++++ Data to process ++++

//! Generator page controller.
//!
//! Owns the prompt form: loads the model list once at startup, validates and
//! submits generation requests, renders result cards and keeps the loading
//! state honest on every exit path.

use crate::api::GenerationApi;
use crate::dom::{NodeId, Page, PageEvent};
use crate::download::DownloadTrigger;
use crate::error::{Result, ValidationError};
use crate::models::{GenerationRequest, ImageResult, DEFAULT_QUALITY, DEFAULT_SIZE};
use crate::toast::Toaster;
use crate::view;
use std::sync::atomic::{AtomicUsize, Ordering};
use std::sync::Arc;

pub mod ids {
    pub const FORM: &str = "imageForm";
    pub const PROMPT: &str = "prompt";
    pub const MODEL: &str = "model";
    pub const SIZE: &str = "size";
    pub const QUALITY: &str = "quality";
    pub const GENERATE_BTN: &str = "generateBtn";
    pub const LOADING_OVERLAY: &str = "loadingOverlay";
    pub const RESULTS_SECTION: &str = "resultsSection";
    pub const RESULTS_GRID: &str = "resultsGrid";
    pub const TOGGLE_ADVANCED: &str = "toggleAdvanced";
    pub const ADVANCED_CONTENT: &str = "advancedContent";
}

pub const MODELS_LOADING: &str = "Loading models...";
pub const MODELS_LOADED: &str = "Models loaded successfully";
pub const NO_MODELS: &str = "No models available";
pub const MODELS_ERROR: &str = "Error loading models";
pub const GENERATE_FAILED: &str = "Failed to generate image";
pub const NETWORK_ERROR: &str = "Network error occurred";
pub const NO_IMAGES: &str = "No images generated";

/// Result of [`GeneratorController::load_models`]
#[derive(Debug, Clone, Copy, PartialEq, Eq)]
pub enum LoadModelsOutcome {
    Loaded(usize),
    Empty,
    Failed,
}

/// Result of one submission
#[derive(Debug, Clone, PartialEq, Eq)]
pub enum SubmitOutcome {
    /// Client-side validation stopped the submission; nothing was sent
    Rejected(ValidationError),
    /// The server generated these images; they are now rendered
    Generated { images: Vec<ImageResult> },
    /// The server answered with a structured failure
    Failed { reason: String },
    /// No usable response (unreachable, non-JSON body)
    NetworkError,
}

#[derive(Debug, Clone, Copy)]
struct Elements {
    form: NodeId,
    prompt: NodeId,
    model: NodeId,
    size: NodeId,
    quality: NodeId,
    generate_btn: NodeId,
    loading_overlay: NodeId,
    results_section: NodeId,
    results_grid: NodeId,
    toggle_advanced: NodeId,
    advanced_content: NodeId,
}

impl Elements {
    fn resolve(page: &Page) -> Result<Self> {
        page.with(|doc| {
            Ok(Self {
                form: doc.require(ids::FORM)?,
                prompt: doc.require(ids::PROMPT)?,
                model: doc.require(ids::MODEL)?,
                size: doc.require(ids::SIZE)?,
                quality: doc.require(ids::QUALITY)?,
                generate_btn: doc.require(ids::GENERATE_BTN)?,
                loading_overlay: doc.require(ids::LOADING_OVERLAY)?,
                results_section: doc.require(ids::RESULTS_SECTION)?,
                results_grid: doc.require(ids::RESULTS_GRID)?,
                toggle_advanced: doc.require(ids::TOGGLE_ADVANCED)?,
                advanced_content: doc.require(ids::ADVANCED_CONTENT)?,
            })
        })
    }
}
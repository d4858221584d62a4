//! Periodic expiry of pending negotiations.
//!
//! The orchestrators themselves never spawn anything; an embedder that runs
//! a tokio runtime can attach a sweeper to either of them.

use std::sync::{Arc, Weak};
use std::time::{Duration, Instant};

use tokio::task::JoinHandle;
use tokio::time::MissedTickBehavior;
use tracing::debug;

use crate::initiator::InitiatorOrchestrator;
use crate::responder::ResponderOrchestrator;

/// Something with pending state that can be aged out.
pub trait ExpireStale: Send + Sync + 'static {
    fn expire_stale(&self, now: Instant) -> usize;
}

impl ExpireStale for InitiatorOrchestrator {
    fn expire_stale(&self, now: Instant) -> usize {
        InitiatorOrchestrator::expire_stale(self, now)
    }
}

impl ExpireStale for ResponderOrchestrator {
    fn expire_stale(&self, now: Instant) -> usize {
        ResponderOrchestrator::expire_stale(self, now)
    }
}

/// Run `expire_stale` on `target` every `interval`.
///
/// The task holds only a weak reference and exits once the target is
/// dropped. Abort the returned handle to stop it earlier.
pub fn spawn_expiry_sweeper<T: ExpireStale>(target: &Arc<T>, interval: Duration) -> JoinHandle<()> {
    let target: Weak<T> = Arc::downgrade(target);
    let period = interval.max(Duration::from_millis(1));

    tokio::spawn(async move {
        let mut ticker = tokio::time::interval(period);
        ticker.set_missed_tick_behavior(MissedTickBehavior::Delay);
        ticker.tick().await; // first tick fires immediately

        loop {
            ticker.tick().await;
            let Some(target) = target.upgrade() else {
                debug!("expiry sweeper target dropped, stopping");
                break;
            };
            // tokio's clock, so paused-time tests see the advance.
            let expired = target.expire_stale(tokio::time::Instant::now().into_std());
            if expired > 0 {
                debug!(expired, "expiry sweep");
            }
        }
    })
}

++++

--- Work instruction ---
An exact copy of the data is needed, running from its first line through the line that holds "pub const QUALITY: &str", and nothing beyond that.

--- Completed task ---
//! Generator page controller.
//!
//! Owns the prompt form: loads the model list once at startup, validates and
//! submits generation requests, renders result cards and keeps the loading
//! state honest on every exit path.

use crate::api::GenerationApi;
use crate::dom::{NodeId, Page, PageEvent};
use crate::download::DownloadTrigger;
use crate::error::{Result, ValidationError};
use crate::models::{GenerationRequest, ImageResult, DEFAULT_QUALITY, DEFAULT_SIZE};
use crate::toast::Toaster;
use crate::view;
use std::sync::atomic::{AtomicUsize, Ordering};
use std::sync::Arc;

pub mod ids {
    pub const FORM: &str = "imageForm";
    pub const PROMPT: &str = "prompt";
    pub const MODEL: &str = "model";
    pub const SIZE: &str = "size";
    pub const QUALITY: &str = "quality";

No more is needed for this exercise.